Original article was published by Pranjal Soni on Deep Learning on Medium
This article is based on week 2 of course Sequence Models on Coursera. In this article, I try to summarise and explain the concept of word representation and word embedding.
Word Representation :
Generally, we represent a word in natural language processing through a vocabulary where every word is represented by a one-hot encoded vector. Suppose we have a vocabulary(V) of 10,000 words.
V = [a, aaron, …, zulu, <UNK>]
Let’s take the word ‘ Man’ is at position 5391 in the vocabulary, then it can be represented by a one-hot encoded vector (O₅₃₉₁ ). The position of 1 in the sparse vector O₅₃₉₁ is the index of word Man in the vocabulary.
O₅₃₉₁ = [0,0,0,0,...,1,...,0,0,0]
Like that, we can other words in the vocabulary which can are represented by one-hot encoded vectors Women (O₉₈₅₃), King(O₄₉₁₄), Queen(O₇₁₅₇), Apple(O ₄₅₆), Orange(O₆₂₅₇).
But this method is not an effective method to feed our algorithms to learn sequence models because the algorithm is not able to capture the relationship between different examples.
Suppose we train our model for the sentence:
I want a glass of orange juice.
And want to predict the next word for the sentence:
I want a glass of apple _____.
Even if both examples are almost the same and our algorithm well trained, but it failed to predict the next word in test example. The reason behind this is that in the case of one-hot encoded vector representation the inner product between two one-hot encoded vectors is 0. Even if take the Euclidean distance between for any two vectors it is also 0.
We know that the next word would juice in the example we take, but the algorithm is not able to find any relationship between the words of the above two sentences, and it fails to predict the word in the sentence.
To solve this problem we take the help of word embeddings, it is the featurized representation of words. For each word in the vocabulary, we can learn a set of features and values.

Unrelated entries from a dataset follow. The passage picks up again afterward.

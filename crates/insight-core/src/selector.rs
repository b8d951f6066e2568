use crate::error::SynthesisError;
use crate::model::CampaignRecord;

/// Pick `min(count, ceiling)` records, cycling through `records` when the
/// request is larger than the list.
pub fn select<'a>(
    records: &'a [CampaignRecord],
    count: u32,
    ceiling: u32,
    topic: &str,
) -> Result<Vec<&'a CampaignRecord>, SynthesisError> {
    if records.is_empty() {
        return Err(SynthesisError::NoCampaigns {
            topic: topic.to_string(),
        });
    }

    let len = count.min(ceiling) as usize;
    Ok((0..len).map(|i| &records[i % records.len()]).collect())
}
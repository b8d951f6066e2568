pub mod catalog;
pub mod composer;
pub mod error;
pub mod model;
pub mod parser;
pub mod pipeline;
pub mod selector;
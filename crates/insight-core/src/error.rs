/// Error types for the synthesis pipeline.
///
/// Faults raised while selecting or composing are never surfaced to callers of
/// `SynthesisPipeline`; they are logged and replaced by a fallback insight.
/// Catalog loading errors are returned so a host can refuse to start.
use crate::model::Category;

#[derive(Debug, thiserror::Error)]
pub enum SynthesisError {
    #[error("no campaigns available for topic '{topic}'")]
    NoCampaigns { topic: String },

    #[error("no opener phrases configured for category '{0}'")]
    MissingOpeners(Category),

    #[error("invalid catalog: {0}")]
    InvalidCatalog(String),

    #[error("catalog json error: {0}")]
    Json(#[from] serde_json::Error),

    #[error("catalog io error: {0}")]
    Io(#[from] std::io::Error),
}
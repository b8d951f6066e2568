/// Query parser for free-text insight requests such as "5 insights about mothers".
///
/// Two independent extractions run over the raw text:
/// - count: first `<digits> insights` occurrence anywhere in the text
/// - topic: whatever follows a leading `<digits> insights about ` prefix
///
/// Malformed input degrades to defaults; the parser never fails.
use regex::Regex;
use tracing::debug;

use crate::model::ParsedQuery;

pub const DEFAULT_COUNT: u32 = 5;
pub const DEFAULT_TOPIC: &str = "marketing";

#[derive(Debug, Clone)]
pub struct QueryParser {
    count_re: Regex,
    prefix_re: Regex,
}

impl Default for QueryParser {
    fn default() -> Self {
        Self::new()
    }
}

impl QueryParser {
    pub fn new() -> Self {
        Self {
            count_re: Regex::new(r"(?i)(\d+)\s+insights").expect("valid regex"),
            prefix_re: Regex::new(r"(?i)^\s*\d+\s+insights\s+about\s+").expect("valid regex"),
        }
    }

    pub fn parse(&self, raw_query: &str) -> ParsedQuery {
        let parsed_count = self
            .count_re
            .captures(raw_query)
            .and_then(|caps| caps[1].parse::<u32>().ok())
            .filter(|&n| n > 0);
        let count_defaulted = parsed_count.is_none();
        let requested_count = parsed_count.unwrap_or(DEFAULT_COUNT);

        let remainder = self.prefix_re.replace(raw_query, "");
        let remainder = remainder.trim();
        let topic_defaulted = remainder.is_empty();
        let topic = if topic_defaulted {
            DEFAULT_TOPIC.to_string()
        } else {
            remainder.to_string()
        };

        if count_defaulted || topic_defaulted {
            debug!(
                count_defaulted,
                topic_defaulted,
                requested_count,
                topic = %topic,
                "query parse defaulted"
            );
        }

        ParsedQuery {
            requested_count,
            topic,
            raw_query: raw_query.to_string(),
            count_defaulted,
            topic_defaulted,
        }
    }
}
/// Campaign catalog: topic keyword -> curated campaign records, a default set
/// for unmatched topics, and the opener phrases used per category.
///
/// The catalog is immutable once built. The built-in data ships as
/// `data/catalog.json`; alternates with the same shape can be loaded from disk.
use std::collections::HashMap;
use std::path::Path;

use serde::{Deserialize, Serialize};
use tracing::debug;

use crate::error::SynthesisError;
use crate::model::{CampaignRecord, Category, CATEGORY_ORDER};

const BUILTIN_CATALOG: &str = include_str!("../data/catalog.json");

/// Campaigns curated for one topic keyword.
#[derive(Debug, Clone, Serialize, Deserialize)]
pub struct TopicCampaigns {
    /// Lowercase keyword matched as a substring of the topic, e.g. "gen z"
    pub keyword: String,
    pub campaigns: Vec<CampaignRecord>,
}

/// Summary of a topic entry, for listing.
#[derive(Debug, Clone, PartialEq, Eq, Serialize, Deserialize)]
pub struct TopicSummary {
    pub keyword: String,
    pub campaign_count: usize,
}

/// Outcome of a topic lookup.
#[derive(Debug, Clone, Copy)]
pub struct CatalogMatch<'a> {
    /// Matched keyword; `None` when the default set was used
    pub keyword: Option<&'a str>,
    pub campaigns: &'a [CampaignRecord],
}

#[derive(Debug, Clone, Serialize, Deserialize)]
pub struct Catalog {
    topics: Vec<TopicCampaigns>,
    default_campaigns: Vec<CampaignRecord>,
    openers: HashMap<Category, Vec<String>>,
}

impl Catalog {
    /// Build a catalog without validation.
    pub fn new(
        topics: Vec<TopicCampaigns>,
        default_campaigns: Vec<CampaignRecord>,
        openers: HashMap<Category, Vec<String>>,
    ) -> Self {
        Self {
            topics,
            default_campaigns,
            openers,
        }
    }

    /// The catalog compiled into the crate.
    pub fn builtin() -> Self {
        Self::from_json(BUILTIN_CATALOG).expect("builtin catalog is valid")
    }

    pub fn from_json(json: &str) -> Result<Self, SynthesisError> {
        let mut catalog: Catalog = serde_json::from_str(json)?;
        for entry in &mut catalog.topics {
            entry.keyword = entry.keyword.trim().to_lowercase();
        }
        catalog.validate()?;
        Ok(catalog)
    }

    pub fn from_path(path: &Path) -> Result<Self, SynthesisError> {
        let json = std::fs::read_to_string(path)?;
        Self::from_json(&json)
    }

    /// Check the invariants the pipeline relies on.
    pub fn validate(&self) -> Result<(), SynthesisError> {
        if self.default_campaigns.is_empty() {
            return Err(SynthesisError::InvalidCatalog(
                "default campaign list must not be empty".to_string(),
            ));
        }

        for entry in &self.topics {
            if entry.keyword.is_empty() {
                return Err(SynthesisError::InvalidCatalog(
                    "topic keyword must not be empty".to_string(),
                ));
            }
            if entry.campaigns.is_empty() {
                return Err(SynthesisError::InvalidCatalog(format!(
                    "topic '{}' has no campaigns",
                    entry.keyword
                )));
            }
        }

        for category in CATEGORY_ORDER {
            if self.openers(category).is_empty() {
                return Err(SynthesisError::InvalidCatalog(format!(
                    "category '{category}' has no opener phrases"
                )));
            }
        }

        Ok(())
    }

    /// Resolve a topic to its campaign list.
    ///
    /// A keyword matches when the lowercased topic contains it. When several
    /// keywords match, the last one in catalog order wins.
    pub fn lookup(&self, topic: &str) -> CatalogMatch<'_> {
        let topic = topic.to_lowercase();
        let matched = self
            .topics
            .iter()
            .rev()
            .find(|entry| topic.contains(&entry.keyword));

        match matched {
            Some(entry) => CatalogMatch {
                keyword: Some(entry.keyword.as_str()),
                campaigns: &entry.campaigns,
            },
            None => {
                debug!(topic = %topic, "topic unmatched, using default campaigns");
                CatalogMatch {
                    keyword: None,
                    campaigns: &self.default_campaigns,
                }
            }
        }
    }

    pub fn openers(&self, category: Category) -> &[String] {
        self.openers.get(&category).map(Vec::as_slice).unwrap_or(&[])
    }

    pub fn topics(&self) -> Vec<TopicSummary> {
        self.topics
            .iter()
            .map(|entry| TopicSummary {
                keyword: entry.keyword.clone(),
                campaign_count: entry.campaigns.len(),
            })
            .collect()
    }

    pub fn default_campaigns(&self) -> &[CampaignRecord] {
        &self.default_campaigns
    }
}
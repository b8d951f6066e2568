/// Synthesis pipeline: raw query -> parsed query -> campaigns -> insights.
///
/// The public entry points are total. Internal faults are logged and turned
/// into a single fallback insight so callers always get content back.
use std::sync::Arc;
use std::time::Duration;

use tracing::{debug, error, info};

use crate::catalog::Catalog;
use crate::composer::{generic_search_link, search_link, InsightComposer, OpenerPicker, RandomOpeners};
use crate::error::SynthesisError;
use crate::model::{Category, Insight, InsightsResponse, ParsedQuery};
use crate::parser::QueryParser;
use crate::selector;

pub const DEFAULT_MAX_INSIGHTS: u32 = 50;
const FALLBACK_YEAR: i32 = 2023;
const EMPTY_RESULT_BRAND: &str = "Cannes Lions";
const FAULT_BRAND: &str = "InsightMiner";

#[derive(Debug, Clone)]
pub struct PipelineOptions {
    /// Upper bound on insights per call, whatever the query asks for
    pub max_insights: u32,
    /// Artificial delay applied by [`SynthesisPipeline::respond`]
    pub latency: Duration,
}

impl Default for PipelineOptions {
    fn default() -> Self {
        Self {
            max_insights: DEFAULT_MAX_INSIGHTS,
            latency: Duration::ZERO,
        }
    }
}

pub struct SynthesisPipeline {
    catalog: Arc<Catalog>,
    parser: QueryParser,
    picker: Arc<dyn OpenerPicker>,
    options: PipelineOptions,
}

impl SynthesisPipeline {
    pub fn new(catalog: Arc<Catalog>) -> Self {
        Self {
            catalog,
            parser: QueryParser::new(),
            picker: Arc::new(RandomOpeners),
            options: PipelineOptions::default(),
        }
    }

    pub fn with_picker(mut self, picker: Arc<dyn OpenerPicker>) -> Self {
        self.picker = picker;
        self
    }

    pub fn with_options(mut self, options: PipelineOptions) -> Self {
        self.options = options;
        self
    }

    pub fn catalog(&self) -> &Catalog {
        &self.catalog
    }

    /// Wait out the configured latency, then synthesize.
    ///
    /// Dropping the returned future abandons the call with no side effects.
    pub async fn respond(&self, raw_query: &str) -> InsightsResponse {
        if !self.options.latency.is_zero() {
            tokio::time::sleep(self.options.latency).await;
        }
        self.synthesize(raw_query)
    }

    /// Turn a free-text query into a non-empty list of insights.
    pub fn synthesize(&self, raw_query: &str) -> InsightsResponse {
        let parsed = self.parser.parse(raw_query);
        let nonce = uuid::Uuid::new_v4().simple().to_string();

        let insights = match self.compose_all(&parsed, &nonce) {
            Ok(insights) if !insights.is_empty() => {
                info!(
                    topic = %parsed.topic,
                    requested = parsed.requested_count,
                    returned = insights.len(),
                    "insights synthesized"
                );
                insights
            }
            Ok(_) => {
                debug!(topic = %parsed.topic, "no insights composed, using fallback");
                vec![empty_result_fallback(&parsed.topic, &nonce)]
            }
            Err(e) => {
                error!(error = %e, query = raw_query, "insight synthesis faulted");
                vec![fault_fallback(&parsed.topic, &nonce)]
            }
        };

        InsightsResponse {
            query: raw_query.to_string(),
            insights,
        }
    }

    fn compose_all(&self, parsed: &ParsedQuery, nonce: &str) -> Result<Vec<Insight>, SynthesisError> {
        // A blank query names nothing to select.
        if parsed.raw_query.trim().is_empty() {
            return Ok(Vec::new());
        }

        let found = self.catalog.lookup(&parsed.topic);
        debug!(
            topic = %parsed.topic,
            keyword = found.keyword.unwrap_or("<default>"),
            campaigns = found.campaigns.len(),
            "topic resolved"
        );

        let records = selector::select(
            found.campaigns,
            parsed.requested_count,
            self.options.max_insights,
            &parsed.topic,
        )?;

        let composer = InsightComposer::new(&self.catalog, self.picker.as_ref());
        records
            .into_iter()
            .enumerate()
            .map(|(i, record)| {
                composer.compose(record, Category::for_position(i), &parsed.topic, i, nonce)
            })
            .collect()
    }
}

fn fallback_text(topic: &str) -> String {
    format!("People feel deeply connected to {topic} when it reflects their personal values and experiences.")
}

fn capitalize(s: &str) -> String {
    let mut chars = s.chars();
    match chars.next() {
        Some(first) => first.to_uppercase().chain(chars).collect(),
        None => String::new(),
    }
}

fn empty_result_fallback(topic: &str, nonce: &str) -> Insight {
    Insight {
        id: format!("fallback-{nonce}"),
        text: fallback_text(topic),
        category: Category::Emotional,
        campaign_title: format!("The Power of {}", capitalize(topic)),
        brand: EMPTY_RESULT_BRAND.to_string(),
        year: FALLBACK_YEAR,
        video_link: search_link(topic),
    }
}

fn fault_fallback(topic: &str, nonce: &str) -> Insight {
    Insight {
        id: format!("error-{nonce}"),
        text: fallback_text(topic),
        category: Category::Emotional,
        campaign_title: "Error Recovery".to_string(),
        brand: FAULT_BRAND.to_string(),
        year: FALLBACK_YEAR,
        video_link: generic_search_link(),
    }
}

Instead of taking a sparse one-hot encoded vector, we take a dense featured vector for each word. We can take different properties of each word and give a weightage of how much the property belongs to the word. For example, Gender property highly belongs to man, woman, king, and queen but not related to Apple and Orange, so high weightage is provided for those four, and less weightage is provided for apple and orange. Thus we are able to establish a relationship between the words which have the same properties. Now our algorithm is also capable to find the relation between apple and orange, and predict the next word according to it.
In the image shown above, there are 300 properties are taken for each word and converted into a vector, now the word man represented by (e₅₃₉₁)
e₅₃₉₁ = [-1, 0.01, 0.03, 0.04, ...]
Here e represents the embedded vector.
We can take help t-SNE (t-distributed stochastic neighbor embedding) machine-learning algorithm to visualize these words into a 2-D plot.
In this graph, we can see that the words which have the same properties are neighbors and the word which does not have any common property are far away.